Les Coptes célèbrent Noël le 7 janvier, selon la date fixée par un calendrier directement hérité de l'Egypte Antique qui leur est propre. Histoire, explications, et quelques traditions.


Chez les chrétiens de Terre Sainte, Noël se fête à trois dates différentes : 25 décembre, 7 janvier et 18 janvier. Pendant l’Avent, Terre Sainte Magazine vous invite à comprendre la disparité de ces dates et découvrir comment se célèbrent ces autres Noël dans les Églises orientales à Bethléem. Les articles sont extraits du dossier du numéro 664 (Novembre-Décembre 2019).


Les coptes orthodoxes forment la plus grande communauté chrétienne du Moyen-Orient. Majoritairement basés en Egypte, on les trouve aussi en Ethiopie, au Liban, en Jordanie, et bien évidemment en Terre Sainte.

Ils fêtent Noël le 7 janvier. Soit le 29 du mois de khoiak dans leur calendrier, en vigueur en Egypte et en Ethiopie. Les Coptes ne suivent en effet ni le calendrier Grégorien des catholiques, ni le Julien des orthodoxes. Ils ont leur propre manière de décompter les mois et les années, héritée du calendrier utilisé dans l’Egypte Antique. Le nom des mois est par exemple resté identique.

L’ère Copte, appelé « Ère des martyrs » ne débute pas avec la naissance du Christ, mais en 284 de notre ère. Cette année correspond à l’arrivée au pouvoir de l’empereur Dioclétien, responsable des derniers grands massacres contre les chrétiens. Le nouvel an Copte est célébré le 11 septembre de notre calendrier.

Un texte du moine Jean Cassien, qui a vécu pendant dix ans avec les moines égyptiens vers la fin du IVe siècle, affirme qu’en Égypte la célébration de la Nativité du Christ et celle de l’Épiphanie avaient lieu le même jour, le 6 janvier. Une grande partie de la documentation égyptienne, cependant, avant et après Cassien, témoigne de la distinction des deux dates dans toutes les Églises, à l’exception des arméniens restés fidèles à la date du 6 janvier.

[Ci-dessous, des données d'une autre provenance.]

async fn get_user_story(client: &TaigaClient, args: UserStoryArgs) -> Result<String> {
    let story_id = resolve_user_story_id(
        client,
        &args.user_story_identifier,
        args.project_identifier.as_deref(),
    )
    .await?;
    let story = UserStoryService::new(client).get_user_story(story_id).await?;
    Ok(format::user_story_details(&story))
}

async fn update_user_story(client: &TaigaClient, args: UpdateUserStoryArgs) -> Result<String> {
    let story_id = resolve_user_story_id(
        client,
        &args.user_story_identifier,
        args.project_identifier.as_deref(),
    )
    .await?;

    let stories = UserStoryService::new(client);
    let current = stories.get_user_story(story_id).await?;

    let mut request = UpdateUserStoryRequest {
        version: current.version,
        subject: non_empty(args.subject),
        description: non_empty(args.description),
        tags: non_empty_tags(args.tags),
        ..Default::default()
    };

    if let Some(points) = points_text(args.points) {
        request.points = resolve_points(current.points.as_ref(), &points);
    }

    if let Some(due_date) = non_empty(args.due_date) {
        request.due_date = Some(parse_due_date(&due_date)?);
    }

    if let Some(status) = non_empty(args.status) {
        let statuses = stories.get_user_story_statuses(current.project).await?;
        request.status = Some(find_status_id(&statuses, &status)?);
    }

    if let Some(assignee) = non_empty(args.assigned_to) {
        let members = ProjectService::new(client)
            .list_project_members(current.project)
            .await?;
        request.assigned_to = Some(find_member_user_id(&members, &assignee)?);
    }

    tracing::debug!(user_story_id = story_id, update = ?request, "Updating user story");
    let story = stories.update_user_story(story_id, &request).await?;
    Ok(format::user_story_updated(&story))
}

async fn list_user_story_tasks(client: &TaigaClient, args: UserStoryArgs) -> Result<String> {
    let story_id = resolve_user_story_id(
        client,
        &args.user_story_identifier,
        args.project_identifier.as_deref(),
    )
    .await?;
    let tasks = TaskService::new(client).list_tasks(story_id).await?;
    Ok(format::task_list(&tasks))
}

// ==================================================================================================
// Tasks
// ==================================================================================================

async fn create_task(client: &TaigaClient, args: CreateTaskArgs) -> Result<String> {
    let project = resolve_project(client, &args.project_identifier).await?;
    let story_id = resolve_user_story_id(
        client,
        &args.user_story_identifier,
        Some(args.project_identifier.as_str()),
    )
    .await?;
    let tasks = TaskService::new(client);

    let status = match non_empty(args.status) {
        Some(name) => Some(find_status_id(&tasks.get_task_statuses(project.id).await?, &name)?),
        None => None,
    };

    let request = CreateTaskRequest {
        project: project.id,
        subject: args.subject,
        user_story: Some(story_id),
        description: non_empty(args.description),
        status,
        tags: non_empty_tags(args.tags),
    };
    let task = tasks.create_task(&request).await?;
    tracing::info!(task_id = task.id, user_story_id = story_id, "Created task");
    Ok(format::task_created(&task, &project.name))
}

async fn get_task(client: &TaigaClient, args: TaskIdArgs) -> Result<String> {
    let task = TaskService::new(client).get_task(args.task_id).await?;
    Ok(format::task_details(&task))
}

async fn update_task(client: &TaigaClient, args: UpdateTaskArgs) -> Result<String> {
    let tasks = TaskService::new(client);
    let current = tasks.get_task(args.task_id).await?;

    let mut request = UpdateTaskRequest {
        version: current.version,
        subject: non_empty(args.subject),
        description: non_empty(args.description),
        tags: non_empty_tags(args.tags),
        ..Default::default()
    };

    if let Some(status) = non_empty(args.status) {
        let statuses = tasks.get_task_statuses(current.project).await?;
        request.status = Some(find_status_id(&statuses, &status)?);
    }

    if let Some(assignee) = non_empty(args.assigned_to) {
        let members = ProjectService::new(client)
            .list_project_members(current.project)
            .await?;
        request.assigned_to = Some(find_member_user_id(&members, &assignee)?);
    }

    let task = tasks.update_task(args.task_id, &request).await?;
    Ok(format::task_updated(&task))
}

// ==================================================================================================
// Definitions
// ==================================================================================================

fn project_identifier_schema() -> Value {
    json!({
        "type": "string",
        "description": "Project ID (numeric) or slug"
    })
}

fn user_story_identifier_schema() -> Value {
    json!({
        "type": "string",
        "description": "User story ID (numeric) or reference number prefixed with # (e.g. #42)"
    })
}

fn optional_project_schema() -> Value {
    json!({
        "type": "string",
        "description": "Project ID or slug; required when the user story is given as #ref"
    })
}

fn tags_schema() -> Value {
    json!({"type": "array", "items": {"type": "string"}, "description": "Tags to apply"})
}

fn create_item_schema(kind: &str) -> Value {
    json!({
        "type": "object",
        "properties": {
            "projectIdentifier": project_identifier_schema(),
            "subject": {"type": "string", "description": format!("Title of the {}", kind)},
            "description": {"type": "string", "description": format!("Description of the {}", kind)},
            "status": {"type": "string", "description": "Status name (case-insensitive)"},
            "tags": tags_schema()
        },
        "required": ["projectIdentifier", "subject"]
    })
}

fn list_schema() -> Value {
    json!({
        "type": "object",
        "properties": {
            "projectIdentifier": project_identifier_schema(),
            "pageSize": {
                "type": "integer",
                "minimum": 1,
                "maximum": 100,
                "default": 100,
                "description": "Items per page (1-100)"
            },
            "page": {"type": "integer", "minimum": 1, "description": "Page to fetch when fetchAll is false"},
            "fetchAll": {
                "type": "boolean",
                "default": true,
                "description": "Walk every page (default: true, even when page is given)"
            }
        },
        "required": ["projectIdentifier"]
    })
}

fn empty_schema() -> Value {
    json!({"type": "object", "properties": {}})
}

/// Every tool this server offers, in `tools/list` order
pub fn tool_definitions() -> Vec<McpToolDef> {
    vec![
        McpToolDef {
            name: "authenticate",
            description: "Authenticate with Taiga API. Uses credentials from environment variables if not provided.",
            input_schema: json!({
                "type": "object",
                "properties": {
                    "username": {"type": "string", "description": "Taiga username or email"},
                    "password": {"type": "string", "description": "Taiga password"}
                }
            }),
        },
        McpToolDef {
            name: "getCurrentUser",
            description: "Show the currently authenticated Taiga user.",
            input_schema: empty_schema(),
        },
        McpToolDef {
            name: "listProjects",
            description: "List all projects accessible to the authenticated user.",
            input_schema: empty_schema(),
        },
        McpToolDef {
            name: "getProject",
            description: "Get detailed information about a specific project.",
            input_schema: json!({
                "type": "object",
                "properties": {"projectIdentifier": project_identifier_schema()},
                "required": ["projectIdentifier"]
            }),
        },
        McpToolDef {
            name: "listProjectMembers",
            description: "List all members of a project.",
            input_schema: json!({
                "type": "object",
                "properties": {"projectIdentifier": project_identifier_schema()},
                "required": ["projectIdentifier"]
            }),
        },
        McpToolDef {
            name: "createEpic",
            description: "Create a new epic in a project.",
            input_schema: create_item_schema("epic"),
        },
        McpToolDef {
            name: "listEpics",
            description: "List epics in a project with pagination support.",
            input_schema: list_schema(),
        },
        McpToolDef {
            name: "getEpic",
            description: "Get detailed information about an epic.",
            input_schema: json!({
                "type": "object",
                "properties": {"epicId": {"type": "integer", "description": "Epic ID"}},
                "required": ["epicId"]
            }),
        },
        McpToolDef {
            name: "createUserStory",
            description: "Create a new user story in a project.",
            input_schema: create_item_schema("user story"),
        },
        McpToolDef {
            name: "listUserStories",
            description: "List user stories in a project with pagination support.",
            input_schema: list_schema(),
        },
        McpToolDef {
            name: "getUserStory",
            description: "Get detailed information about a specific user story.",
            input_schema: json!({
                "type": "object",
                "properties": {
                    "userStoryIdentifier": user_story_identifier_schema(),
                    "projectIdentifier": optional_project_schema()
                },
                "required": ["userStoryIdentifier"]
            }),
        },
        McpToolDef {
            name: "updateUserStory",
            description: "Update an existing user story.",
            input_schema: json!({
                "type": "object",
                "properties": {
                    "userStoryIdentifier": user_story_identifier_schema(),
                    "projectIdentifier": optional_project_schema(),
                    "subject": {"type": "string", "description": "New title"},
                    "description": {"type": "string", "description": "New description"},
                    "status": {"type": "string", "description": "Status name (case-insensitive)"},
                    "assignedTo": {"type": "string", "description": "Username or full name of a project member"},
                    "tags": tags_schema(),
                    "points": {"type": ["string", "number"], "description": "Story points"},
                    "dueDate": {"type": "string", "description": "Due date (YYYY-MM-DD)"}
                },
                "required": ["userStoryIdentifier"]
            }),
        },
        McpToolDef {
            name: "listUserStoryTasks",
            description: "Get all tasks associated with a user story.",
            input_schema: json!({
                "type": "object",
                "properties": {
                    "userStoryIdentifier": user_story_identifier_schema(),
                    "projectIdentifier": optional_project_schema()
                },
                "required": ["userStoryIdentifier"]
            }),
        },
        McpToolDef {
            name: "createTask",
            description: "Create a new task within a user story.",
            input_schema: json!({
                "type": "object",
                "properties": {
                    "projectIdentifier": project_identifier_schema(),
                    "userStoryIdentifier": user_story_identifier_schema(),
                    "subject": {"type": "string", "description": "Title of the task"},
                    "description": {"type": "string", "description": "Description of the task"},
                    "status": {"type": "string", "description": "Status name (case-insensitive)"},
                    "tags": tags_schema()
                },
                "required": ["projectIdentifier", "userStoryIdentifier", "subject"]
            }),
        },
        McpToolDef {
            name: "getTask",
            description: "Get detailed information about a task.",
            input_schema: json!({
                "type": "object",
                "properties": {"taskId": {"type": "integer", "description": "Task ID"}},
                "required": ["taskId"]
            }),
        },
        McpToolDef {
            name: "updateTask",
            description: "Update an existing task.",
            input_schema: json!({
                "type": "object",
                "properties": {
                    "taskId": {"type": "integer", "description": "Task ID"},
                    "subject": {"type": "string", "description": "New title"},
                    "description": {"type": "string", "description": "New description"},
                    "status": {"type": "string", "description": "Status name (case-insensitive)"},
                    "assignedTo": {"type": "string", "description": "Username or full name of a project member"},
                    "tags": tags_schema()
                },
                "required": ["taskId"]
            }),
        },
    ]
}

Noël et Epiphanie : deux fêtes distinctes

D’après un texte attribué à Clément d’Alexandrie (150-215), la fête du baptême du Seigneur était célébrée en Égypte, en particulier par les disciples de Basilide, maître religieux du gnosticisme chrétien primitif, depuis le IIe siècle, le 11 de tobe, le 5e mois ; cette date, correspondant au 19 janvier, prévalut dans la tradition et reste toujours la fête de l’Épiphanie chez les coptes.

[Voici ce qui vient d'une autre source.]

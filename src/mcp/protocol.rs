// MCP protocol types (JSON-RPC 2.0, one message per line)

use serde::{Deserialize, Serialize};
use serde_json::Value;

/// MCP protocol revision this server speaks
pub const PROTOCOL_VERSION: &str = "2024-11-05";

pub const SERVER_NAME: &str = "taiga-mcp";

// ==================================================================================================
// JSON-RPC 2.0
// ==================================================================================================

#[derive(Debug, Clone, PartialEq, Serialize, Deserialize)]
pub struct JsonRpcError {
    pub code: i64,
    pub message: String,
    #[serde(default, skip_serializing_if = "Option::is_none")]
    pub data: Option<Value>,
}

impl JsonRpcError {
    fn new(code: i64, message: impl Into<String>) -> Self {
        Self {
            code,
            message: message.into(),
            data: None,
        }
    }

    pub fn parse_error(message: impl Into<String>) -> Self {
        Self::new(-32700, message)
    }

    pub fn invalid_request(message: impl Into<String>) -> Self {
        Self::new(-32600, message)
    }

    pub fn method_not_found(method: &str) -> Self {
        Self::new(-32601, format!("Method not found: {}", method))
    }

    pub fn invalid_params(message: impl Into<String>) -> Self {
        Self::new(-32602, message)
    }

    pub fn internal(message: impl Into<String>) -> Self {
        Self::new(-32603, message)
    }
}

#[derive(Debug, Clone, Serialize, Deserialize)]
pub struct JsonRpcResponse {
    pub jsonrpc: String,
    pub id: Value,
    #[serde(default, skip_serializing_if = "Option::is_none")]
    pub result: Option<Value>,
    #[serde(default, skip_serializing_if = "Option::is_none")]
    pub error: Option<JsonRpcError>,
}

impl JsonRpcResponse {
    pub fn success(id: Value, result: Value) -> Self {
        Self {
            jsonrpc: "2.0".to_string(),
            id,
            result: Some(result),
            error: None,
        }
    }

    pub fn failure(id: Value, error: JsonRpcError) -> Self {
        Self {
            jsonrpc: "2.0".to_string(),
            id,
            result: None,
            error: Some(error),
        }
    }
}

// ==================================================================================================
// MCP payloads
// ==================================================================================================

#[derive(Debug, Clone, Serialize)]
#[serde(rename_all = "camelCase")]
pub struct InitializeResult {
    pub protocol_version: String,
    pub capabilities: ServerCapabilities,
    pub server_info: ServerInfo,
}

#[derive(Debug, Clone, Default, Serialize)]
pub struct ServerCapabilities {
    #[serde(skip_serializing_if = "Option::is_none")]
    pub tools: Option<ListChanged>,
    #[serde(skip_serializing_if = "Option::is_none")]
    pub resources: Option<ListChanged>,
    #[serde(skip_serializing_if = "Option::is_none")]
    pub prompts: Option<ListChanged>,
}

#[derive(Debug, Clone, Default, Serialize)]
#[serde(rename_all = "camelCase")]
pub struct ListChanged {
    pub list_changed: bool,
}

#[derive(Debug, Clone, Serialize)]
pub struct ServerInfo {
    pub name: String,
    pub version: String,
}

/// A tool advertised through `tools/list`
#[derive(Debug, Clone, Serialize)]
#[serde(rename_all = "camelCase")]
pub struct McpToolDef {
    pub name: &'static str,
    pub description: &'static str,
    pub input_schema: Value,
}

/// Parameters of `tools/call`
#[derive(Debug, Clone, Deserialize)]
pub struct ToolsCallParams {
    pub name: String,
    #[serde(default)]
    pub arguments: Option<Value>,
}

#[derive(Debug, Clone, PartialEq, Serialize)]
#[serde(tag = "type")]
pub enum ToolContent {
    #[serde(rename = "text")]
    Text { text: String },
}

/// Result of `tools/call`; failures of the tool itself set `is_error`
#[derive(Debug, Clone, PartialEq, Serialize)]
#[serde(rename_all = "camelCase")]
pub struct ToolsCallResult {
    pub content: Vec<ToolContent>,
    pub is_error: bool,
}

impl ToolsCallResult {
    pub fn text(text: impl Into<String>) -> Self {
        Self {
            content: vec![ToolContent::Text { text: text.into() }],
            is_error: false,
        }
    }

    pub fn error(text: impl Into<String>) -> Self {
        Self {
            content: vec![ToolContent::Text { text: text.into() }],
            is_error: true,
        }
    }
}

#[derive(Debug, Clone, Serialize)]
#[serde(rename_all = "camelCase")]
pub struct ResourceDef {
    pub uri: &'static str,
    pub name: &'static str,
    pub description: &'static str,
    pub mime_type: &'static str,
}

#[derive(Debug, Clone, Deserialize)]
pub struct ResourcesReadParams {
    pub uri: String,
}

Célébration de la Nativité chez les coptes à Bethléem ©Marcin Mazur

Clément parle aussi du «jour de la naissance de notre Sauveur» qui, dit-il, aurait été selon certains, le 25 pakhon (20 mai) de l’an XXVIII du règne d’Auguste ou, pour d’autres, les 24 et 25 pharmuti (19-20 avril) ; bien qu’il ne parle pas ouvertement de la célébration de Noël, cela semble pouvoir se déduire lorsqu’il dit qu’en Égypte les disciples ont «aussi» célébré l’Épiphanie.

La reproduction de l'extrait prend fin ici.